I Invented the Modern Age: The Rise of Henry Ford, by Richard Snow. A lot about the early history of the auto industry, with several pages on Willow Run.

My Forty Years with Ford, by Charles Sorensen. The whole book is very worthwhile. Sorensen gives considerable credit to Edsel Ford for the Willow Run project–Edsel committed $200,000,000 of Ford’s money to the project based only on a rough sketch, with no absolute assurance that government funding would be forthcoming–and indeed for the entire WWII armaments program at the company, Henry Ford himself having adopted what one might call a passive-aggressive attitude toward the whole thing.

It would be a shame to let the historical artifact that is Willow Run be lost–hopefully, the fundraising efforts over the next couple of months will be successful.

 

5 thoughts on “Charles Sorensen and Rosie the Riveter Would Appreciate Your Assistance”

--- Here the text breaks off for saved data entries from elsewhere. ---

//! Per-game metrics written by the simulator.

use backend::domain::{Position, Team};
use serde::Serialize;

use crate::simulator::GameResult;

/// Complete game metrics for output.
#[derive(Debug, Clone, Serialize)]
pub struct GameMetrics {
    pub game_id: u32,
    pub seed: u64,
    pub timestamp: String,
    pub seats: Vec<SeatMetrics>,
    pub result: GameResultMetrics,
}

#[derive(Debug, Clone, Serialize)]
pub struct SeatMetrics {
    pub seat: usize,
    pub player_id: String,
    pub team: Team,
    pub ai_type: String,
}

#[derive(Debug, Clone, Serialize)]
pub struct GameResultMetrics {
    pub winner: Option<Team>,
    pub stalemate: bool,
    pub turns: u32,
    pub placements: u32,
    pub removals: u32,
    pub discards: u32,
    #[serde(skip_serializing_if = "Vec::is_empty")]
    pub winning_sequence: Vec<Position>,
    pub duration_ms: f64,
}

/// One CSV line per game.
#[derive(Debug, Clone, Serialize)]
pub struct CsvSummaryRow {
    pub game_id: u32,
    pub seed: u64,
    pub players: usize,
    pub winner: String,
    pub turns: u32,
    pub removals: u32,
    pub discards: u32,
    pub ai_types: String,
}

impl From<&GameMetrics> for CsvSummaryRow {
    fn from(metrics: &GameMetrics) -> Self {
        CsvSummaryRow {
            game_id: metrics.game_id,
            seed: metrics.seed,
            players: metrics.seats.len(),
            winner: metrics
                .result
                .winner
                .map_or_else(|| "none".to_string(), |team| format!("{team:?}")),
            turns: metrics.result.turns,
            removals: metrics.result.removals,
            discards: metrics.result.discards,
            ai_types: metrics
                .seats
                .iter()
                .map(|s| s.ai_type.as_str())
                .collect::<Vec<_>>()
                .join("|"),
        }
    }
}

pub fn build_game_metrics(
    game_id: u32,
    seed: u64,
    result: &GameResult,
    duration_ms: f64,
) -> GameMetrics {
    let timestamp = time::OffsetDateTime::now_utc()
        .format(&time::format_description::well_known::Rfc3339)
        .unwrap_or_else(|_| String::from("unknown"));

    let seats = result
        .seats
        .iter()
        .enumerate()
        .map(|(seat, s)| SeatMetrics {
            seat,
            player_id: s.player_id.to_string(),
            team: s.team,
            ai_type: s.ai.clone(),
        })
        .collect();

    GameMetrics {
        game_id,
        seed,
        timestamp,
        seats,
        result: GameResultMetrics {
            winner: result.winner,
            stalemate: result.is_stalemate(),
            turns: result.turns,
            placements: result.placements,
            removals: result.removals,
            discards: result.discards,
            winning_sequence: result.winning_sequence.clone(),
            duration_ms,
        },
    }
}
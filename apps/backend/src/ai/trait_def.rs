//! AI player trait definition.

use std::fmt;

use crate::domain::{Board, CandidateMove, Card, Team};
use crate::error::AppError;
use crate::errors::ErrorCode;

/// Errors that can occur during AI decision-making.
#[derive(Debug)]
pub enum AiError {
    /// AI encountered an internal error
    Internal(String),
    /// AI produced an invalid move
    InvalidMove(String),
}

impl fmt::Display for AiError {
    fn fmt(&self, f: &mut fmt::Formatter<'_>) -> fmt::Result {
        match self {
            AiError::Internal(msg) => write!(f, "AI internal error: {msg}"),
            AiError::InvalidMove(msg) => write!(f, "AI invalid move: {msg}"),
        }
    }
}

impl std::error::Error for AiError {}

impl From<AiError> for AppError {
    fn from(err: AiError) -> Self {
        AppError::internal(ErrorCode::AiFailure, format!("AI error: {err}"))
    }
}

/// Trait for AI players.
///
/// Implementations see only what the seated player sees: the board, their
/// own hand and their team. They must return a legal move or `None` when
/// the hand has nothing playable.
pub trait AiPlayer: Send + Sync {
    fn choose_move(
        &self,
        board: &Board,
        hand: &[Card],
        team: Team,
    ) -> Result<Option<CandidateMove>, AiError>;
}
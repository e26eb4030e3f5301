//! Error codes for the session engine.
//!
//! Add new codes here; never pass ad-hoc strings as error codes.
//!
//! All error codes are SCREAMING_SNAKE_CASE and map 1:1 to the strings
//! that callers see in rejections and error payloads.

use core::fmt;

use serde::{Serialize, Serializer};

/// Centralized error codes.
#[derive(Debug, Clone, Copy, PartialEq, Eq, Hash)]
pub enum ErrorCode {
    // Move validation
    /// Acting player does not hold the turn
    NotYourTurn,
    /// Session already has a winner
    GameFinished,
    /// Session is still in the lobby
    GameNotStarted,
    /// Card cannot be used on the target cell
    IllegalMove,
    /// Card not in hand
    CardNotInHand,
    /// Stuck discard attempted while a legal move exists
    HasLegalMove,
    /// Target cell outside the board
    InvalidPosition,
    /// Card token could not be parsed
    ParseCard,

    // Lobby validation
    /// Start attempted with fewer than 2 or more than 4 players
    InvalidPlayerCount,
    /// Max players outside 2..=4
    InvalidMaxPlayers,
    /// Display name empty or too long
    InvalidName,
    /// Private session created without a password
    PasswordRequired,
    /// Session is full
    RoomFull,
    /// Password does not match
    WrongPassword,
    /// Session already started
    AlreadyStarted,
    /// General validation error
    ValidationError,

    // Resource Not Found
    /// Session not found
    SessionNotFound,
    /// Player not in the session roster
    PlayerNotFound,
    /// General not found error
    NotFound,

    // Conflicts
    /// Compare-and-swap lost against a concurrent writer
    OptimisticLock,
    /// Write retries exhausted
    RetriesExhausted,
    /// Could not allocate a free room code
    RoomCodeExhausted,
    /// Generic conflict (fallback for unmatched conflicts)
    Conflict,

    // System Errors
    /// Session store unavailable
    StoreUnavailable,
    /// Persisted record violates an invariant
    DataCorruption,
    /// Bot failed to decide
    AiFailure,
    /// Internal error
    Internal,
    /// Configuration error
    ConfigError,
}

impl ErrorCode {
    /// Returns the canonical SCREAMING_SNAKE_CASE string for this error code.
    pub const fn as_str(&self) -> &'static str {
        match self {
            Self::NotYourTurn => "NOT_YOUR_TURN",
            Self::GameFinished => "GAME_FINISHED",
            Self::GameNotStarted => "GAME_NOT_STARTED",
            Self::IllegalMove => "ILLEGAL_MOVE",
            Self::CardNotInHand => "CARD_NOT_IN_HAND",
            Self::HasLegalMove => "HAS_LEGAL_MOVE",
            Self::InvalidPosition => "INVALID_POSITION",
            Self::ParseCard => "PARSE_CARD",

            Self::InvalidPlayerCount => "INVALID_PLAYER_COUNT",
            Self::InvalidMaxPlayers => "INVALID_MAX_PLAYERS",
            Self::InvalidName => "INVALID_NAME",
            Self::PasswordRequired => "PASSWORD_REQUIRED",
            Self::RoomFull => "ROOM_FULL",
            Self::WrongPassword => "WRONG_PASSWORD",
            Self::AlreadyStarted => "ALREADY_STARTED",
            Self::ValidationError => "VALIDATION_ERROR",

            Self::SessionNotFound => "SESSION_NOT_FOUND",
            Self::PlayerNotFound => "PLAYER_NOT_FOUND",
            Self::NotFound => "NOT_FOUND",

            Self::OptimisticLock => "OPTIMISTIC_LOCK",
            Self::RetriesExhausted => "RETRIES_EXHAUSTED",
            Self::RoomCodeExhausted => "ROOM_CODE_EXHAUSTED",
            Self::Conflict => "CONFLICT",

            Self::StoreUnavailable => "STORE_UNAVAILABLE",
            Self::DataCorruption => "DATA_CORRUPTION",
            Self::AiFailure => "AI_FAILURE",
            Self::Internal => "INTERNAL",
            Self::ConfigError => "CONFIG_ERROR",
        }
    }
}

impl fmt::Display for ErrorCode {
    fn fmt(&self, f: &mut fmt::Formatter<'_>) -> fmt::Result {
        write!(f, "{}", self.as_str())
    }
}

impl Serialize for ErrorCode {
    fn serialize<S: Serializer>(&self, serializer: S) -> Result<S::Ok, S::Error> {
        serializer.serialize_str(self.as_str())
    }
}
pub mod game_flow;
pub mod scheduler;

  1. Many plants are gone. The story of building Liberty ships is just as amazing as B-24s. nationalww2museum.org has a lot of stories about both the homefront and battles on video.

  2. Re Edsel Ford…Sorensen thought the stress caused by his father’s mistreatment was probably a factor in his early death (from stomach cancer, at 50.) Edsel’s son, Henry Ford II, went further and stated flatly, “My grandfather killed my father.”

  3. I was a child during our mobilization. In 1942 the war was not going well for our side. I was 9 and old enough to understand what that meant. I asked my grandfather if there was a chance we could lose. His answer: ” No, our boys just don’t have all the guns, tanks, ships, and airplanes they need yet. We’re building those things faster everyday. When they get the weapons they need, things will start to go our way.” I have seldom met anyone who was as wise as my grandfather. (My mother’s father.) A man with a formal fifth grade education, he was self educated in the school of hard knocks.

    It is bittersweet to recall those days. We were united as a nation. Our little town held scrap metal drives every few months and continually collected newsprint and cardboard. We recycled tin cans, bacon grease, tin foil, and more. Meat, eggs, gasoline, and more were rationed. People sometimes complained mildly, but never stopped believing in what we could do as a nation. As horrible as WWII was, it was a good time for the people of the country – united in some cause greater than ourselves.

    Herman’s book is a must read for me. It will bring back all those childhood memories and more.

  4. I was lucky enough to have teachers who understood the unbelievable complexity of retooling our economy to that of war production. Rosie the riveter did a great job;however,it seems that today’s children learn little else. The war is condensed into – Pearl Harbor, Rosie the riveter, and our terrible bombings of Japan and Dresden.
    I guess it helps when some of your teachers were on ships headed for Japan.